> Records shown
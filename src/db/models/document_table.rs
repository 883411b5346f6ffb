//! Structured table entity, one row per table extracted from a page

use sea_orm::entity::prelude::*;
use serde::{Deserialize, Serialize};

#[derive(Clone, Debug, PartialEq, DeriveEntityModel, Serialize, Deserialize)]
#[sea_orm(table_name = "document_tables")]
pub struct Model {
    #[sea_orm(primary_key)]
    pub id: i64,

    pub document_id: i64,

    pub page_number: i32,

    /// Position of the table on its page (0-based)
    pub table_index: i32,

    /// Extraction output: `{"columns": [...], "rows": [{col: val, ...}]}`
    pub table_data: Json,
}

#[derive(Copy, Clone, Debug, EnumIter, DeriveRelation)]
pub enum Relation {
    #[sea_orm(
        belongs_to = "super::document::Entity",
        from = "Column::DocumentId",
        to = "super::document::Column::Id",
        on_update = "NoAction",
        on_delete = "Cascade"
    )]
    Document,
}

impl Related<super::document::Entity> for Entity {
    fn to() -> RelationDef {
        Relation::Document.def()
    }
}

impl ActiveModelBehavior for ActiveModel {}
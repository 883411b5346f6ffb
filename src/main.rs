mod config;
mod db;
mod embeddings;
mod errors;
mod llm;
mod metrics;
mod middleware;
mod routes;
mod services;

use std::net::SocketAddr;
use std::sync::Arc;
use tokio::signal;
use tracing_subscriber::EnvFilter;

/// Graceful shutdown signal handler
/// Listens for SIGINT (Ctrl+C) and SIGTERM
async fn shutdown_signal() {
    let ctrl_c = async {
        signal::ctrl_c()
            .await
            .expect("Failed to install Ctrl+C handler");
    };

    #[cfg(unix)]
    let terminate = async {
        signal::unix::signal(signal::unix::SignalKind::terminate())
            .expect("Failed to install SIGTERM handler")
            .recv()
            .await;
    };

    #[cfg(not(unix))]
    let terminate = std::future::pending::<()>();

    tokio::select! {
        _ = ctrl_c => {
            tracing::info!("Received SIGINT, initiating graceful shutdown...");
        }
        _ = terminate => {
            tracing::info!("Received SIGTERM, initiating graceful shutdown...");
        }
    }

    tracing::info!("Shutdown signal received, draining connections...");
}

#[tokio::main]
async fn main() -> anyhow::Result<()> {
    // 1. Load configuration
    dotenvy::dotenv().ok();
    let config = config::AppConfig::build()?;

    // 2. Setup logging with JSON format for production
    tracing_subscriber::fmt()
        .with_env_filter(EnvFilter::new(&config.server.rust_log))
        .json()
        .with_current_span(true)
        .with_span_list(true)
        .init();

    tracing::info!(
        version = env!("CARGO_PKG_VERSION"),
        "Starting regforge-rs..."
    );

    // 3. Setup metrics recorder
    let metrics_handle = metrics::setup_recorder()?;
    metrics::register_metrics();

    // 4. Initialize Database
    let repo = db::Repository::new(&config.database).await?;
    tracing::info!("Connected to database");

    // 5. Initialize Embeddings Service
    let embedder: Arc<dyn embeddings::Embedder> = if config.embeddings.model_api_key == "mock" {
        tracing::warn!("Using mock embedder - not for production use");
        Arc::new(embeddings::MockEmbedder::new(config.embeddings.embedding_dim))
    } else {
        Arc::new(embeddings::CloudEmbedder::new(config.embeddings.clone()))
    };

    // 6. Initialize Completion Client
    // Missing credentials disable the ask pipeline instead of failing
    // boot; health and metrics stay reachable
    let completion: Option<Arc<dyn llm::CompletionClient>> = if config.completion.api_key.is_empty()
    {
        tracing::warn!("Completion API key missing - ask endpoints will return 503");
        None
    } else {
        Some(Arc::new(llm::GroqCompletion::new(config.completion.clone())?))
    };

    // 7. Initialize App State (Services)
    let state = services::AppState::new(
        Arc::new(repo.clone()),
        embedder,
        completion,
        config.retrieval.clone(),
    );

    // 8. Setup Router with middleware
    let app = routes::create_router(state, repo, metrics_handle);

    // 9. Start Server with graceful shutdown
    let addr: SocketAddr = format!("{}:{}", config.server.host, config.server.port).parse()?;
    tracing::info!(address = %addr, "Server listening");

    let listener = tokio::net::TcpListener::bind(addr).await?;

    axum::serve(listener, app)
        .with_graceful_shutdown(shutdown_signal())
        .await?;

    tracing::info!("Server shutdown complete");
    Ok(())
}
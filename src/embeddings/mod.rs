//! Embedding layer
//!
//! Query embeddings are produced by an external model behind the
//! `Embedder` trait; document embeddings are written by the ingestion
//! pipeline outside this service.

pub mod client;

pub use client::{CloudEmbedder, Embedder, MockEmbedder};
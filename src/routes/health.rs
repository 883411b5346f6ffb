//! Liveness and readiness endpoints

use axum::extract::State;
use axum::http::StatusCode;
use axum::response::IntoResponse;
use axum::Json;
use serde::Serialize;
use std::time::Instant;

use crate::db::Repository;

#[derive(Serialize)]
pub struct HealthStatus {
    status: &'static str,
    service: &'static str,
    version: &'static str,
}

/// Liveness probe; answers as long as the process is up
pub async fn health_check() -> impl IntoResponse {
    Json(HealthStatus {
        status: "ok",
        service: env!("CARGO_PKG_NAME"),
        version: env!("CARGO_PKG_VERSION"),
    })
}

#[derive(Serialize)]
pub struct ReadinessStatus {
    status: &'static str,
    database: CheckResult,
}

#[derive(Serialize)]
pub struct CheckResult {
    ok: bool,
    latency_ms: u128,
    #[serde(skip_serializing_if = "Option::is_none")]
    error: Option<String>,
}

/// Readiness probe; pings the database and reports the latency
pub async fn readiness_check(State(repo): State<Repository>) -> impl IntoResponse {
    let started = Instant::now();
    let (ok, error) = match repo.ping().await {
        Ok(()) => (true, None),
        Err(err) => (false, Some(err.to_string())),
    };
    let database = CheckResult {
        ok,
        latency_ms: started.elapsed().as_millis(),
        error,
    };

    let status_code = if ok {
        StatusCode::OK
    } else {
        StatusCode::SERVICE_UNAVAILABLE
    };
    let status = if ok { "ready" } else { "degraded" };

    (status_code, Json(ReadinessStatus { status, database }))
}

> Exercise instructions
Send back every entry precisely as given.

> Exercise solution
filename src/db/models/document_table.rs
repository 883411b5346f6ffb
//! Structured table entity, one row per table extracted from a page

use sea_orm::entity::prelude::*;
use serde::{Deserialize, Serialize};

#[derive(Clone, Debug, PartialEq, DeriveEntityModel, Serialize, Deserialize)]
#[sea_orm(table_name = "document_tables")]
pub struct Model {
    #[sea_orm(primary_key)]
    pub id: i64,

    pub document_id: i64,

    pub page_number: i32,

    /// Position of the table on its page (0-based)
    pub table_index: i32,

    /// Extraction output: `{"columns": [...], "rows": [{col: val, ...}]}`
    pub table_data: Json,
}

#[derive(Copy, Clone, Debug, EnumIter, DeriveRelation)]
pub enum Relation {
    #[sea_orm(
        belongs_to = "super::document::Entity",
        from = "Column::DocumentId",
        to = "super::document::Column::Id",
        on_update = "NoAction",
        on_delete = "Cascade"
    )]
    Document,
}

impl Related<super::document::Entity> for Entity {
    fn to() -> RelationDef {
        Relation::Document.def()
    }
}

impl ActiveModelBehavior for ActiveModel {}
repository 883411b5346f6ffb
filename src/main.rs
mod config;
mod db;
mod embeddings;
mod errors;
mod llm;
mod metrics;
mod middleware;
mod routes;
mod services;

use std::net::SocketAddr;
use std::sync::Arc;
use tokio::signal;
use tracing_subscriber::EnvFilter;

/// Graceful shutdown signal handler
/// Listens for SIGINT (Ctrl+C) and SIGTERM
async fn shutdown_signal() {
    let ctrl_c = async {
        signal::ctrl_c()
            .await
            .expect("Failed to install Ctrl+C handler");
    };

    #[cfg(unix)]
    let terminate = async {
        signal::unix::signal(signal::unix::SignalKind::terminate())
            .expect("Failed to install SIGTERM handler")
            .recv()
            .await;
    };

    #[cfg(not(unix))]
    let terminate = std::future::pending::<()>();

    tokio::select! {
        _ = ctrl_c => {
            tracing::info!("Received SIGINT, initiating graceful shutdown...");
        }
        _ = terminate => {
            tracing::info!("Received SIGTERM, initiating graceful shutdown...");
        }
    }

    tracing::info!("Shutdown signal received, draining connections...");
}

#[tokio::main]
async fn main() -> anyhow::Result<()> {
    // 1. Load configuration
    dotenvy::dotenv().ok();
    let config = config::AppConfig::build()?;

    // 2. Setup logging with JSON format for production
    tracing_subscriber::fmt()
        .with_env_filter(EnvFilter::new(&config.server.rust_log))
        .json()
        .with_current_span(true)
        .with_span_list(true)
        .init();

    tracing::info!(
        version = env!("CARGO_PKG_VERSION"),
        "Starting regforge-rs..."
    );

    // 3. Setup metrics recorder
    let metrics_handle = metrics::setup_recorder()?;
    metrics::register_metrics();

    // 4. Initialize Database
    let repo = db::Repository::new(&config.database).await?;
    tracing::info!("Connected to database");

    // 5. Initialize Embeddings Service
    let embedder: Arc<dyn embeddings::Embedder> = if config.embeddings.model_api_key == "mock" {
        tracing::warn!("Using mock embedder - not for production use");
        Arc::new(embeddings::MockEmbedder::new(config.embeddings.embedding_dim))
    } else {
        Arc::new(embeddings::CloudEmbedder::new(config.embeddings.clone()))
    };

    // 6. Initialize Completion Client
    // Missing credentials disable the ask pipeline instead of failing
    // boot; health and metrics stay reachable
    let completion: Option<Arc<dyn llm::CompletionClient>> = if config.completion.api_key.is_empty()
    {
        tracing::warn!("Completion API key missing - ask endpoints will return 503");
        None
    } else {
        Some(Arc::new(llm::GroqCompletion::new(config.completion.clone())?))
    };

    // 7. Initialize App State (Services)
    let state = services::AppState::new(
        Arc::new(repo.clone()),
        embedder,
        completion,
        config.retrieval.clone(),
    );

    // 8. Setup Router with middleware
    let app = routes::create_router(state, repo, metrics_handle);

    // 9. Start Server with graceful shutdown
    let addr: SocketAddr = format!("{}:{}", config.server.host, config.server.port).parse()?;
    tracing::info!(address = %addr, "Server listening");

    let listener = tokio::net::TcpListener::bind(addr).await?;

    axum::serve(listener, app)
        .with_graceful_shutdown(shutdown_signal())
        .await?;

    tracing::info!("Server shutdown complete");
    Ok(())
}
filename src/embeddings/mod.rs
//! Embedding layer
//!
//! Query embeddings are produced by an external model behind the
//! `Embedder` trait; document embeddings are written by the ingestion
//! pipeline outside this service.

pub mod client;

pub use client::{CloudEmbedder, Embedder, MockEmbedder};
filename src/routes/health.rs
repository 883411b5346f6ffb
//! Liveness and readiness endpoints

use axum::extract::State;
use axum::http::StatusCode;
use axum::response::IntoResponse;
use axum::Json;
use serde::Serialize;
use std::time::Instant;

use crate::db::Repository;

#[derive(Serialize)]
pub struct HealthStatus {
    status: &'static str,
    service: &'static str,
    version: &'static str,
}

/// Liveness probe; answers as long as the process is up
pub async fn health_check() -> impl IntoResponse {
    Json(HealthStatus {
        status: "ok",
        service: env!("CARGO_PKG_NAME"),
        version: env!("CARGO_PKG_VERSION"),
    })
}

#[derive(Serialize)]
pub struct ReadinessStatus {
    status: &'static str,
    database: CheckResult,
}

#[derive(Serialize)]
pub struct CheckResult {
    ok: bool,
    latency_ms: u128,
    #[serde(skip_serializing_if = "Option::is_none")]
    error: Option<String>,
}

/// Readiness probe; pings the database and reports the latency
pub async fn readiness_check(State(repo): State<Repository>) -> impl IntoResponse {
    let started = Instant::now();
    let (ok, error) = match repo.ping().await {
        Ok(()) => (true, None),
        Err(err) => (false, Some(err.to_string())),
    };
    let database = CheckResult {
        ok,
        latency_ms: started.elapsed().as_millis(),
        error,
    };

    let status_code = if ok {
        StatusCode::OK
    } else {
        StatusCode::SERVICE_UNAVAILABLE
    };
    let status = if ok { "ready" } else { "degraded" };

    (status_code, Json(ReadinessStatus { status, database }))
}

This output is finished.